Immunohistochemistry

Paraffin sections (4 μm thickness) were dewaxed in xylene and rehydrated in graded alcohols. Antigen retrieval was performed by heating the sections for 10 min at 100°C in 0.01 mol/L citrate buffer (pH 6.0). Endogenous peroxidase activity was quenched with 30 mL/L H2O2 for 15 min and non-specific staining was reduced using a blocking serum for 10 min. The sections were then incubated with rabbit anti-human AhR antibodies (SC-5579, Santa Cruz Biotechnology, working dilution 1:100) overnight at 4°C. The next day, a two-step detection method (EnVisionTM Detection Kit, Gene Tech Company Limited, China) was used according to the manufacturer’s instructions.
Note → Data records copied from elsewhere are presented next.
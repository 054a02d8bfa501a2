//! What construction functions see.
//!
//! A factory's `construct` receives a [`ValueMap`], which unpacks team
//! members only when they are read, and a [`Ctx`], which assembles
//! assemblers (or fresh copies of team members) on demand.

use std::marker::PhantomData;
use std::sync::Arc;

use indexmap::IndexMap;

use super::engine;
use super::supplied::Supplied;
use super::supply::{downcast, AnySupply, Supply};
use crate::config::AssemblyConfig;
use crate::error::{Result, SupplyError};
use crate::graph::{AsNode, NodeName, NodeRef, Typed, Value};

/// Values of a supply's team, unpacked on access.
#[derive(Clone, Copy)]
pub struct ValueMap<'a> {
    resolved: &'a IndexMap<NodeName, AnySupply>,
}

impl<'a> ValueMap<'a> {
    pub(crate) fn new(resolved: &'a IndexMap<NodeName, AnySupply>) -> Self {
        Self { resolved }
    }

    /// Read a required value, building it if needed.
    pub fn get<T: Send + Sync + 'static>(&self, node: impl Typed<T>) -> Result<Arc<T>> {
        let name = node.node_ref().name();
        downcast(name, self.get_any(name.as_str())?)
    }

    /// Read a value that may legitimately be missing.
    ///
    /// Errors raised while building a present value are still returned.
    pub fn optional<T: Send + Sync + 'static>(&self, node: impl Typed<T>) -> Result<Option<Arc<T>>> {
        let name = node.node_ref().name();
        match self.resolved.get(name) {
            None => Ok(None),
            Some(supply) => supply
                .resolve()?
                .map(|value| downcast(name, value))
                .transpose(),
        }
    }

    /// Read a value by name without a type.
    pub fn get_any(&self, name: &str) -> Result<Value> {
        match self.resolved.get(name) {
            Some(supply) => supply.unpack_any(),
            None => Err(SupplyError::MissingDependency(NodeName::from(name))),
        }
    }

    /// The supply behind `name`, if it is part of the team.
    pub fn supply(&self, name: &str) -> Option<&'a AnySupply> {
        self.resolved.get(name)
    }

    pub fn contains(&self, name: &str) -> bool {
        self.resolved.contains_key(name)
    }

    pub fn names(&self) -> impl Iterator<Item = &'a NodeName> + 'a {
        self.resolved.keys()
    }

    pub fn len(&self) -> usize {
        self.resolved.len()
    }

    pub fn is_empty(&self) -> bool {
        self.resolved.is_empty()
    }
}

/// Construction context of the supply being built.
pub struct Ctx<'a> {
    supply: &'a AnySupply,
}

impl<'a> Ctx<'a> {
    pub(crate) fn new(supply: &'a AnySupply) -> Self {
        Self { supply }
    }

    /// Name of the node being built.
    pub fn name(&self) -> &NodeName {
        self.supply.name()
    }

    /// Handle for assembling `node` against the current scope.
    pub fn on_demand<T>(&self, node: impl Typed<T>) -> OnDemand<T> {
        self.supply.ctx(node)
    }

    /// Assemble `node` right away with `supplied` layered over the current scope.
    pub fn assemble<T>(&self, node: impl Typed<T>, supplied: Supplied) -> Supply<T> {
        self.on_demand(node).assemble(supplied)
    }
}

/// A node ready to be assembled against another supply's scope.
///
/// Holding one does not keep the supply it came from alive, only the
/// members it may reuse.
pub struct OnDemand<T> {
    node: NodeRef,
    base: IndexMap<NodeName, AnySupply>,
    config: AssemblyConfig,
    _marker: PhantomData<fn() -> T>,
}

impl<T> OnDemand<T> {
    pub(crate) fn new(from: &AnySupply, node: &NodeRef) -> Self {
        let scope = from.scope();

        // A substitute hired on the assembled node replaces the assembler too.
        let node = scope
            .and_then(|scope| scope.overrides.get(node.name()))
            .cloned()
            .unwrap_or_else(|| node.clone());

        let mut base = from.resolved_map().clone();
        if let Some(scope) = scope {
            for (name, supply) in &scope.seeds {
                base.entry(name.clone()).or_insert_with(|| supply.clone());
            }
        }

        Self {
            node,
            base,
            config: from.config(),
            _marker: PhantomData,
        }
    }

    /// The node that will be assembled, after substitution.
    pub fn node(&self) -> &NodeRef {
        &self.node
    }

    /// Assemble the node. Reusable members of the scope are shared unless
    /// `supplied` perturbs them.
    pub fn assemble(&self, supplied: Supplied) -> Supply<T> {
        engine::assemble_over(&self.node, &self.base, supplied, self.config).typed()
    }
}

impl<T> AsNode for OnDemand<T> {
    fn node_ref(&self) -> &NodeRef {
        &self.node
    }
}
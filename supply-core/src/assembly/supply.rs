//! Supply Implementation
//!
//! A supply is the per-assembly result for one node. Leaf values and other
//! supplied entries are *packed*: their value is known up front. Factory
//! members are *built*: they hold the supplies of their own team and run
//! the factory's construction function at most once.
//!
//! # Single Flight
//!
//! A built supply stores its outcome in a `OnceLock`. The first reader runs
//! `construct` (and `on_ready`) under the lock's initialization guard; any
//! concurrent reader blocks on the same guard instead of racing. Success
//! and failure are both cached, so every later read observes the same
//! value or the same error.
//!
//! # Ownership
//!
//! A supply owns the supplies of its team, never the other way round. The
//! graph is acyclic, so reference counting is enough to release a whole
//! assembly once nothing points at it.

use std::any::type_name;
use std::fmt;
use std::marker::PhantomData;
use std::sync::{Arc, OnceLock};

use indexmap::IndexMap;

use super::engine;
use super::snapshot::{SupplySnapshot, SupplyState};
use super::supplied::Supplied;
use super::values::{Ctx, OnDemand, ValueMap};
use crate::config::AssemblyConfig;
use crate::error::{Result, SupplyError};
use crate::graph::{AsNode, NodeName, NodeRef, Typed, Value};

/// Read-only environment shared by every built supply of one assembly.
pub(crate) struct Scope {
    /// Entries the assembly was seeded with (supplied or preserved).
    pub(crate) seeds: IndexMap<NodeName, AnySupply>,

    /// Substitutes hired on the assembled node, by name.
    pub(crate) overrides: IndexMap<NodeName, NodeRef>,

    pub(crate) config: AssemblyConfig,
}

pub(crate) enum Origin {
    /// Value known up front; `None` means "no value".
    Packed(Option<Value>),

    /// Value produced by the node's factory on first read.
    Built {
        scope: Arc<Scope>,
        cell: OnceLock<Result<Value>>,
    },
}

pub(crate) struct SupplyInner {
    node: NodeRef,

    /// Supplies of every node this one can read, by name.
    resolved: IndexMap<NodeName, AnySupply>,

    origin: Origin,
}

/// Type-erased supply.
///
/// Cloning is cheap and preserves identity: clones compare equal under
/// [`AnySupply::same_as`].
#[derive(Clone)]
pub struct AnySupply(Arc<SupplyInner>);

impl AnySupply {
    pub(crate) fn packed(node: NodeRef, value: Option<Value>) -> Self {
        Self(Arc::new(SupplyInner {
            node,
            resolved: IndexMap::new(),
            origin: Origin::Packed(value),
        }))
    }

    pub(crate) fn built(node: NodeRef, resolved: IndexMap<NodeName, AnySupply>, scope: Arc<Scope>) -> Self {
        Self(Arc::new(SupplyInner {
            node,
            resolved,
            origin: Origin::Built {
                scope,
                cell: OnceLock::new(),
            },
        }))
    }

    /// The node this supply was produced for.
    pub fn node(&self) -> &NodeRef {
        &self.0.node
    }

    pub fn name(&self) -> &NodeName {
        self.0.node.name()
    }

    /// Supplies of every team member, by name.
    pub fn resolved_map(&self) -> &IndexMap<NodeName, AnySupply> {
        &self.0.resolved
    }

    /// Unpacked values of every team member, read on demand.
    pub fn value_map(&self) -> ValueMap<'_> {
        ValueMap::new(&self.0.resolved)
    }

    /// Whether the value was supplied rather than built.
    pub fn is_packed(&self) -> bool {
        matches!(self.0.origin, Origin::Packed(_))
    }

    /// Identity comparison.
    pub fn same_as(&self, other: &AnySupply) -> bool {
        Arc::ptr_eq(&self.0, &other.0)
    }

    pub(crate) fn scope(&self) -> Option<&Arc<Scope>> {
        match &self.0.origin {
            Origin::Packed(_) => None,
            Origin::Built { scope, .. } => Some(scope),
        }
    }

    pub(crate) fn config(&self) -> AssemblyConfig {
        self.scope().map(|scope| scope.config).unwrap_or_default()
    }

    /// Resolve the value, building it if needed. `Ok(None)` means no value.
    pub(crate) fn resolve(&self) -> Result<Option<Value>> {
        match &self.0.origin {
            Origin::Packed(value) => Ok(value.clone()),
            Origin::Built { cell, .. } => cell.get_or_init(|| self.construct()).clone().map(Some),
        }
    }

    fn construct(&self) -> Result<Value> {
        let node = &self.0.node;
        let Some(spec) = node.factory() else {
            return Err(SupplyError::MissingDependency(node.name().clone()));
        };
        tracing::trace!(node = %node.name(), "constructing");

        let values = ValueMap::new(&self.0.resolved);
        let ctx = Ctx::new(self);
        (spec.construct)(&values, &ctx).map_err(|err| SupplyError::construction(node.name(), err))
    }

    /// Unpack the value, failing if the node has none.
    pub fn unpack_any(&self) -> Result<Value> {
        self.resolve()?
            .ok_or_else(|| SupplyError::MissingDependency(self.name().clone()))
    }

    /// Current construction state, without triggering construction.
    pub fn state(&self) -> SupplyState {
        match &self.0.origin {
            Origin::Packed(Some(_)) => SupplyState::Ready,
            Origin::Packed(None) => SupplyState::Absent,
            Origin::Built { cell, .. } => match cell.get() {
                None => SupplyState::Pending,
                Some(Ok(_)) => SupplyState::Ready,
                Some(Err(_)) => SupplyState::Failed,
            },
        }
    }

    /// Handle for assembling `node` on demand against this supply's scope.
    pub fn ctx<T>(&self, node: impl Typed<T>) -> OnDemand<T> {
        OnDemand::new(self, node.node_ref())
    }

    /// Re-assemble with changed supplied values.
    ///
    /// Branches whose teams do not touch `delta` are carried over as the
    /// very same supplies.
    pub fn reassemble(&self, delta: Supplied) -> AnySupply {
        engine::reassemble(self, delta, None)
    }

    /// Re-assemble with changed values and substituted nodes.
    pub fn reassemble_with<I>(&self, delta: Supplied, overrides: I) -> Result<AnySupply>
    where
        I: IntoIterator,
        I::Item: AsNode,
    {
        let overrides: Vec<NodeRef> = overrides
            .into_iter()
            .map(|node| node.node_ref().clone())
            .collect();
        let node = crate::graph::hire(self.node(), &overrides)?;
        Ok(engine::reassemble(self, delta, Some((node, overrides))))
    }

    /// Describe this supply and its team.
    pub fn snapshot(&self) -> Vec<SupplySnapshot> {
        std::iter::once(self)
            .chain(self.0.resolved.values())
            .map(SupplySnapshot::of)
            .collect()
    }

    /// Render [`AnySupply::snapshot`] as pretty JSON.
    pub fn to_json(&self) -> serde_json::Result<String> {
        serde_json::to_string_pretty(&self.snapshot())
    }

    /// View as a typed supply. The type is checked when unpacking.
    pub fn typed<T>(&self) -> Supply<T> {
        Supply {
            any: self.clone(),
            _marker: PhantomData,
        }
    }
}

impl fmt::Debug for AnySupply {
    fn fmt(&self, f: &mut fmt::Formatter<'_>) -> fmt::Result {
        f.debug_struct("Supply")
            .field("node", self.name())
            .field("packed", &self.is_packed())
            .field("state", &self.state())
            .field("resolved", &self.0.resolved.keys().collect::<Vec<_>>())
            .finish()
    }
}

pub(crate) fn downcast<T: Send + Sync + 'static>(name: &NodeName, value: Value) -> Result<Arc<T>> {
    value.downcast::<T>().map_err(|_| SupplyError::TypeMismatch {
        node: name.clone(),
        expected: type_name::<T>(),
    })
}

/// A supply of values of type `T`.
pub struct Supply<T> {
    any: AnySupply,
    _marker: PhantomData<fn() -> T>,
}

impl<T> Supply<T> {
    pub fn as_any(&self) -> &AnySupply {
        &self.any
    }

    pub fn into_any(self) -> AnySupply {
        self.any
    }

    pub fn node(&self) -> &NodeRef {
        self.any.node()
    }

    pub fn name(&self) -> &NodeName {
        self.any.name()
    }

    pub fn resolved_map(&self) -> &IndexMap<NodeName, AnySupply> {
        self.any.resolved_map()
    }

    pub fn value_map(&self) -> ValueMap<'_> {
        self.any.value_map()
    }

    pub fn state(&self) -> SupplyState {
        self.any.state()
    }

    pub fn same_as(&self, other: &Supply<T>) -> bool {
        self.any.same_as(&other.any)
    }

    pub fn ctx<U>(&self, node: impl Typed<U>) -> OnDemand<U> {
        self.any.ctx(node)
    }

    pub fn reassemble(&self, delta: Supplied) -> Supply<T> {
        self.any.reassemble(delta).typed()
    }

    pub fn reassemble_with<I>(&self, delta: Supplied, overrides: I) -> Result<Supply<T>>
    where
        I: IntoIterator,
        I::Item: AsNode,
    {
        self.any.reassemble_with(delta, overrides).map(|any| any.typed())
    }

    pub fn snapshot(&self) -> Vec<SupplySnapshot> {
        self.any.snapshot()
    }

    pub fn to_json(&self) -> serde_json::Result<String> {
        self.any.to_json()
    }
}

impl<T: Send + Sync + 'static> Supply<T> {
    /// Unpack the value, building it on first access.
    pub fn unpack(&self) -> Result<Arc<T>> {
        downcast(self.name(), self.any.unpack_any()?)
    }

    /// Unpack, treating "no value" as `None`.
    pub fn unpack_optional(&self) -> Result<Option<Arc<T>>> {
        self.any
            .resolve()?
            .map(|value| downcast(self.name(), value))
            .transpose()
    }
}

impl<T> Clone for Supply<T> {
    fn clone(&self) -> Self {
        self.any.typed()
    }
}

impl<T> fmt::Debug for Supply<T> {
    fn fmt(&self, f: &mut fmt::Formatter<'_>) -> fmt::Result {
        fmt::Debug::fmt(&self.any, f)
    }
}
//! Background pre-construction of eager team members.
//!
//! Prefetching only warms the single-flight cells. Whatever a member's
//! construction produces, value or error, stays cached in its supply and is
//! reported to whoever reads it; here it is only traced.
//!
//! Inside a tokio runtime batches go to its blocking pool. Elsewhere they
//! are queued to one long-lived worker thread shared by every assembly.

use std::sync::mpsc;
use std::sync::OnceLock;

use parking_lot::Mutex;
use tokio::runtime::Handle;

use super::supply::AnySupply;
use crate::config::Prefetch;

type Batch = Vec<AnySupply>;

pub(crate) fn schedule(supplies: Vec<AnySupply>, mode: Prefetch) {
    if supplies.is_empty() {
        return;
    }
    match mode {
        Prefetch::Off => {}
        Prefetch::Inline => warm(&supplies),
        Prefetch::Background => spawn(supplies),
    }
}

fn spawn(supplies: Batch) {
    if let Ok(handle) = Handle::try_current() {
        // Construction is synchronous user code; keep it off the async workers.
        handle.spawn_blocking(move || warm(&supplies));
        return;
    }

    let Some(worker) = worker() else {
        return;
    };
    if let Err(mpsc::SendError(batch)) = worker.lock().send(supplies) {
        tracing::warn!(members = batch.len(), "prefetch worker is gone; building on demand");
    }
}

/// Sender of the process-wide prefetch thread, started on first use.
///
/// `None` when the thread could not be started; members are then built on
/// first read.
fn worker() -> Option<&'static Mutex<mpsc::Sender<Batch>>> {
    static WORKER: OnceLock<Option<Mutex<mpsc::Sender<Batch>>>> = OnceLock::new();

    WORKER
        .get_or_init(|| {
            let (tx, rx) = mpsc::channel::<Batch>();
            let spawned = std::thread::Builder::new()
                .name("supply-prefetch".into())
                .spawn(move || {
                    for batch in rx {
                        warm(&batch);
                    }
                });
            match spawned {
                Ok(_) => Some(Mutex::new(tx)),
                Err(err) => {
                    tracing::warn!(error = %err, "prefetch thread failed to start; building on demand");
                    None
                }
            }
        })
        .as_ref()
}

fn warm(supplies: &[AnySupply]) {
    for supply in supplies {
        if let Err(err) = supply.resolve() {
            tracing::trace!(node = %supply.name(), error = %err, "prefetch failed; deferred to first read");
        }
    }
}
Briefly, after incubation with primary antibodies the tissues were incubated with the ChemMateTM EnVisionTM/HRP for 30 min at room temperature. The reaction was visualized using the CheMateTM DAB plus Chromogen. Hematoxylin was used as a counterstain. Negative controls were carried out using a similar process, however, the first antibodies were omitted.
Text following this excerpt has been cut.